INTEGRATION OF LEAN SIX SIGMA AND K-MEANS CLUSTERING TECHNOLOGY FOR ENROLLMENT IMPROVEMENT IN INDIAN HIGHER EDUCATION INSTITUTIONS

Abstract
The technical higher education sectors in India currently face intense competition and are greatly impacted by the fastest rate of increase in the number of educational institutions. Following the COVID-19 pandemic, traditional engineering branches in technical higher education institutions such as mechanical engineering, civil engineering, and electrical engineering, are under serious threat of closure due to unexpected demand in the fields of computer science and engineering and related branches.
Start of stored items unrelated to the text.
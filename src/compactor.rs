//! Compactor (G): LLM-driven summarization of a conversation prefix.
//!
//! Issues one unary `chat()` call through the backend, in the style of the
//! teacher's `query()` free function (`client.rs`) — no streaming, no tool
//! calls, just a single-turn request whose text response is the summary.
//! The caller installs the result with
//! [`crate::context::ContextManager::replace_with_summary`].

use crate::cancel::CancellationToken;
use crate::client::ChatBackend;
use crate::context::estimate_conversation_tokens;
use crate::error::Result;
use crate::types::Message;

const COMPACTION_SYSTEM_PROMPT: &str = "You are summarizing part of an ongoing coding session \
so the conversation can continue with less context. Produce a structured bullet summary that \
captures: decisions made, code changes, technical context (file paths, function names, \
versions), task state (what is done, what remains), and user preferences. Be dense and factual; \
omit pleasantries.";

/// Outcome of one compaction pass.
#[derive(Debug, Clone)]
pub struct CompactionResult {
    pub summary: String,
    pub preserved_recent: usize,
    pub tokens_before: usize,
    pub tokens_after: usize,
    pub tokens_saved: usize,
    pub messages_summarized: usize,
}

/// Formats the messages to summarize as a numbered transcript and asks the
/// backend for a structured summary. `messages` is the full conversation;
/// `preserve_recent` marks how many trailing messages stay verbatim and are
/// excluded from the transcript. `focus_hint` steers the summary toward
/// what matters for the task at hand (e.g. "preserve the test failures and
/// the plan for fixing them").
///
/// If `preserve_recent >= messages.len()`, there is nothing to summarize;
/// returns a preserved-only result with an empty summary and zero token
/// savings rather than making a pointless model call.
pub async fn compact(
    backend: &dyn ChatBackend,
    cancel: &CancellationToken,
    messages: &[Message],
    focus_hint: &str,
    preserve_recent: usize,
) -> Result<CompactionResult> {
    let tokens_before = estimate_conversation_tokens("", messages);

    if preserve_recent >= messages.len() {
        log::debug!(
            "compaction skipped: only {} messages, preserve_recent={}",
            messages.len(),
            preserve_recent
        );
        return Ok(CompactionResult {
            summary: String::new(),
            preserved_recent: messages.len(),
            tokens_before,
            tokens_after: tokens_before,
            tokens_saved: 0,
            messages_summarized: 0,
        });
    }

    let to_summarize = &messages[..messages.len() - preserve_recent];
    let transcript = format_transcript(to_summarize);

    let prompt = if focus_hint.is_empty() {
        format!("Summarize the following conversation excerpt:\n\n{transcript}")
    } else {
        format!(
            "Summarize the following conversation excerpt, with particular attention to: \
             {focus_hint}\n\n{transcript}"
        )
    };

    let request = vec![Message::user(prompt)];
    let (summary, _tool_calls, _usage) = backend
        .chat(cancel, &request, &[], COMPACTION_SYSTEM_PROMPT)
        .await?;

    let preserved = &messages[messages.len() - preserve_recent..];
    let tokens_after = estimate_conversation_tokens("", preserved) + estimate_conversation_tokens("", &[Message::user(&summary)]);
    let tokens_saved = tokens_before.saturating_sub(tokens_after);

    log::info!(
        "compaction run: {} messages summarized, {preserve_recent} preserved, {tokens_saved} tokens saved ({tokens_before} -> {tokens_after})",
        to_summarize.len()
    );

    Ok(CompactionResult {
        summary,
        preserved_recent: preserve_recent,
        tokens_before,
        tokens_after,
        tokens_saved,
        messages_summarized: to_summarize.len(),
    })
}

fn format_transcript(messages: &[Message]) -> String {
    messages
        .iter()
        .enumerate()
        .map(|(i, m)| format!("{}. [{:?}] {}", i + 1, m.role, m.content))
        .collect::<Vec<_>>()
        .join("\n")
}

#[cfg(test)]
mod tests {
    use super::*;
    use crate::types::{StreamChunk, Tier, ToolCall, ToolDefinition, Usage};
    use std::pin::Pin;
    use std::sync::Mutex;

    struct FakeBackend {
        response: Mutex<Option<String>>,
        received_messages: Mutex<Option<Vec<Message>>>,
    }

    #[async_trait::async_trait]
    impl ChatBackend for FakeBackend {
        async fn chat(
            &self,
            _cancel: &CancellationToken,
            messages: &[Message],
            _tools: &[ToolDefinition],
            _system_prompt: &str,
        ) -> Result<(String, Vec<ToolCall>, Option<Usage>)> {
            *self.received_messages.lock().unwrap() = Some(messages.to_vec());
            let response = self.response.lock().unwrap().clone().unwrap_or_default();
            Ok((response, vec![], None))
        }

        async fn stream_chat(
            &self,
            _cancel: CancellationToken,
            _messages: &[Message],
            _tools: &[ToolDefinition],
            _system_prompt: &str,
        ) -> Result<Pin<Box<dyn futures::Stream<Item = StreamChunk> + Send>>> {
            unimplemented!("not used by the compactor")
        }

        fn tier(&self) -> Tier {
            Tier::Smart
        }

        fn set_tier(&self, _tier: Tier) {}

        fn temperature(&self) -> f32 {
            0.7
        }

        fn set_temperature(&self, _temperature: f32) {}

        fn context_window(&self) -> u32 {
            32_000
        }

        async fn check_health(&self, _cancel: &CancellationToken) -> Result<()> {
            Ok(())
        }
    }

    #[tokio::test]
    async fn compacts_prefix_and_keeps_recent_out_of_the_transcript() {
        let backend = FakeBackend {
            response: Mutex::new(Some("- did X\n- decided Y".to_string())),
            received_messages: Mutex::new(None),
        };
        let messages: Vec<Message> = (0..10).map(|i| Message::user(format!("message {i}"))).collect();
        let cancel = CancellationToken::new();

        let result = compact(&backend, &cancel, &messages, "preserve decisions", 4)
            .await
            .unwrap();

        assert_eq!(result.summary, "- did X\n- decided Y");
        assert_eq!(result.preserved_recent, 4);
        assert_eq!(result.messages_summarized, 6);

        let sent = backend.received_messages.lock().unwrap().clone().unwrap();
        assert_eq!(sent.len(), 1);
        assert!(sent[0].content.contains("preserve decisions"));
        assert!(sent[0].content.contains("message 5"));
        assert!(!sent[0].content.contains("message 9"), "recent messages must stay out of the transcript");
    }

    #[tokio::test]
    async fn nothing_to_summarize_skips_the_model_call() {
        let backend = FakeBackend {
            response: Mutex::new(None),
            received_messages: Mutex::new(None),
        };
        let messages = vec![Message::user("only one")];
        let cancel = CancellationToken::new();

        let result = compact(&backend, &cancel, &messages, "", 4).await.unwrap();
        assert_eq!(result.summary, "");
        assert_eq!(result.messages_summarized, 0);
        assert_eq!(result.tokens_saved, 0);
        assert!(backend.received_messages.lock().unwrap().is_none(), "no call should have been made");
    }

    #[tokio::test]
    async fn empty_focus_hint_omits_the_steering_clause() {
        let backend = FakeBackend {
            response: Mutex::new(Some("summary".to_string())),
            received_messages: Mutex::new(None),
        };
        let messages: Vec<Message> = (0..5).map(|i| Message::user(format!("m{i}"))).collect();
        let cancel = CancellationToken::new();

        compact(&backend, &cancel, &messages, "", 2).await.unwrap();
        let sent = backend.received_messages.lock().unwrap().clone().unwrap();
        assert!(!sent[0].content.contains("particular attention"));
    }
}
The World Economic Forum anticipates a shortage of over two million skilled mechanical engineers by 2030, intensifying talent shortages in crucial areas including aerospace and automobile manufacturingThe purpose of this article is to investigate whether the Lean Six Sigma - define-measure-analyse-improve-control methodology may be integrated with the K-means clustering method of Group Technology to increase student enrollment in higher education institutions in India. During the research, the admission process was thoroughly examined to identify the reasons for poor admission using statistical tools and techniques. Action research is applied in the admission process of a Mechanical Engineering programme of a higher educational institution in India. The presented concept demonstrates how the Six Sigma DMAIC methodology is applied in conjunction with K-Means clustering directly to admission procedures at higher education institutions to improve enrolment. Integration of Lean Six Sigma and Group Technology for enrolment improvement presented in this paper is a novel approach. The chosen methodology should be applied to other institutions to validate the results and make necessary changes to this approach.